Pada saat yang sama, pasar karbon juga muncul sebagai pendekatan yang paling hemat biaya dalam upaya pengurangan emisi. Diperkirakan bahwa penyeimbangan pasar karbon (USD 6,5/ton CO2e) jauh lebih murah dibandingkan menerapkan teknologi penangkapan karbon (USD 92,5/ton CO2e). Skema penyeimbang karbon (carbon offsetting) dapat diakses oleh berbagai pihak melalui IDXCarbon, yang baru-baru ini diluncurkan oleh Otoritas Jasa Keuangan (OJK) dan Bursa Efek Indonesia, dengan 16 perusahaan yang mencatatkan transaksi sebesar 459.970 ton CO2eq, semuanya untuk membantu mencapai target net zero sekaligus menciptakan manfaat ekonomi dan melakukan lompatan pertama dalam memosisikan Indonesia sebagai pemimpin di bidang ini.

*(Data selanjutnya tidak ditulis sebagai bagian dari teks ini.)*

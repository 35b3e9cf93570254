//! Authentication configuration types and utilities

use serde::{Deserialize, Serialize};

/// Main authentication configuration
#[derive(Debug, Clone, Serialize, Deserialize, Default)]
pub struct AuthConfig {
    /// Route destinations and reset return URL
    pub routes: RouteConfig,

    /// Input validation policy for the credential flows
    pub validation: ValidationConfig,
}

/// Route destinations used by the role-gated router
#[derive(Debug, Clone, Serialize, Deserialize)]
pub struct RouteConfig {
    /// Login entry point, always reachable without a session
    #[serde(default = "default_login_path")]
    pub login_path: String,

    /// Destination for admin-role sessions
    #[serde(default = "default_admin_area_path")]
    pub admin_area_path: String,

    /// Destination for client-role sessions
    #[serde(default = "default_client_area_path")]
    pub client_area_path: String,

    /// Return URL embedded in password-reset dispatches
    #[serde(default = "default_reset_return_url")]
    pub reset_return_url: String,
}

/// Input validation policy for the credential flows
#[derive(Debug, Clone, Serialize, Deserialize)]
pub struct ValidationConfig {
    /// Minimum password length
    #[serde(default = "default_min_password_length")]
    pub min_password_length: usize,

    /// Minimum full-name length for registration
    #[serde(default = "default_min_full_name_length")]
    pub min_full_name_length: usize,
}

// Default value functions
fn default_login_path() -> String {
    "/login".to_string()
}
fn default_admin_area_path() -> String {
    "/admin/dashboard".to_string()
}
fn default_client_area_path() -> String {
    "/client/dashboard".to_string()
}
fn default_reset_return_url() -> String {
    "/login".to_string()
}
fn default_min_password_length() -> usize {
    6
}
fn default_min_full_name_length() -> usize {
    3
}

impl Default for RouteConfig {
    fn default() -> Self {
        Self {
            login_path: default_login_path(),
            admin_area_path: default_admin_area_path(),
            client_area_path: default_client_area_path(),
            reset_return_url: default_reset_return_url(),
        }
    }
}

impl Default for ValidationConfig {
    fn default() -> Self {
        Self {
            min_password_length: default_min_password_length(),
            min_full_name_length: default_min_full_name_length(),
        }
    }
}

impl AuthConfig {
    /// Validate the configuration
    pub fn validate(&self) -> Result<(), String> {
        if self.routes.login_path.is_empty() {
            return Err("Login path must not be empty".to_string());
        }

        if self.routes.admin_area_path.is_empty() || self.routes.client_area_path.is_empty() {
            return Err("Role area paths must not be empty".to_string());
        }

        // Distinct areas keep the role->destination table a bijection, which
        // is what rules out redirect loops in the router.
        if self.routes.admin_area_path == self.routes.client_area_path {
            return Err("Admin and client areas must be distinct".to_string());
        }

        if self.routes.login_path == self.routes.admin_area_path
            || self.routes.login_path == self.routes.client_area_path
        {
            return Err("Login path must not coincide with a role area".to_string());
        }

        if self.routes.reset_return_url.is_empty() {
            return Err("Reset return URL must not be empty".to_string());
        }

        if self.validation.min_password_length < 1 {
            return Err("Minimum password length must be at least 1".to_string());
        }

        if self.validation.min_full_name_length < 1 {
            return Err("Minimum full-name length must be at least 1".to_string());
        }

        Ok(())
    }
}
//! In-memory projection cache
//!
//! Stand-in for the browser's tab-scoped storage. Holds at most one
//! [`SessionProjection`] and forgets it on clear.

use std::sync::Mutex;

use crate::session::SessionProjection;
use crate::traits::ProjectionCache;

/// Tab-scoped projection cache backed by a mutex-guarded slot.
#[derive(Debug, Default)]
pub struct MemoryProjectionCache {
    slot: Mutex<Option<SessionProjection>>,
}

impl MemoryProjectionCache {
    /// Create an empty cache
    pub fn new() -> Self {
        Self::default()
    }
}

impl ProjectionCache for MemoryProjectionCache {
    fn set(&self, projection: SessionProjection) {
        *self.slot.lock().unwrap() = Some(projection);
    }

    fn get(&self) -> Option<SessionProjection> {
        self.slot.lock().unwrap().clone()
    }

    fn clear(&self) {
        *self.slot.lock().unwrap() = None;
    }
}

#[cfg(test)]
mod tests {
    use super::*;
    use crate::session::Role;

    #[test]
    fn test_set_get_clear() {
        let cache = MemoryProjectionCache::new();
        assert_eq!(cache.get(), None);

        cache.set(SessionProjection {
            role: Role::Client,
            display_name: "Ana Torres".to_string(),
        });
        let projection = cache.get().unwrap();
        assert_eq!(projection.role, Role::Client);
        assert_eq!(projection.display_name, "Ana Torres");

        cache.clear();
        assert_eq!(cache.get(), None);
    }

    #[test]
    fn test_set_overwrites() {
        let cache = MemoryProjectionCache::new();
        cache.set(SessionProjection {
            role: Role::Client,
            display_name: "Ana".to_string(),
        });
        cache.set(SessionProjection {
            role: Role::Admin,
            display_name: "Marco".to_string(),
        });
        assert_eq!(cache.get().unwrap().role, Role::Admin);
    }
}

Melihat kemajuan yang signifikan dalam membangun sistem perdagangan yang efisien dan inklusif, Indonesia tetap teguh pada komitmennya dalam mengatasi hambatan internal dan eksternal untuk memperkuat setiap sudut pasar karbon. Dengan demikian, dukungan dan partisipasi penuh dari pemerintah, seperti menyiapkan hibah dan insentif pendanaan melalui Badan Pengelola Dana Lingkungan Hidup (BPDLH) dan sinergi Kementerian Keuangan dengan Sistem Registri Nasional Pengendalian Perubahan Iklim (SRN-PPI) di Kementerian Lingkungan Hidup dan Kehutanan (KLHK) merupakan suatu keharusan.
Pasar karbon Indonesia memiliki posisi yang strategis, dengan sumber daya ramah lingkungan yang berlimpah dan sektor industri yang kuat. Negara ini berkomitmen untuk membangun ekosistem yang kuat dalam rantai pasokan dan permintaan di pasar karbon primer dan sekunder. Untuk mencapai tujuan NDC-nya, Indonesia harus terus mengembangkan upaya-upaya tersebut. Laporan (White Paper) ini menawarkan wawasan berharga yang diperoleh dari beberapa tolok ukur, yang menekankan kerja sama industri, kolaborasi sektor keuangan, keterlibatan lintas provinsi, dan memperkuat fasilitas voluntary carbon market (VCM) untuk memajukan inisiatif pasar karbon nasional demi masa depan yang lebih berkelanjutan selama dekade berikutnya.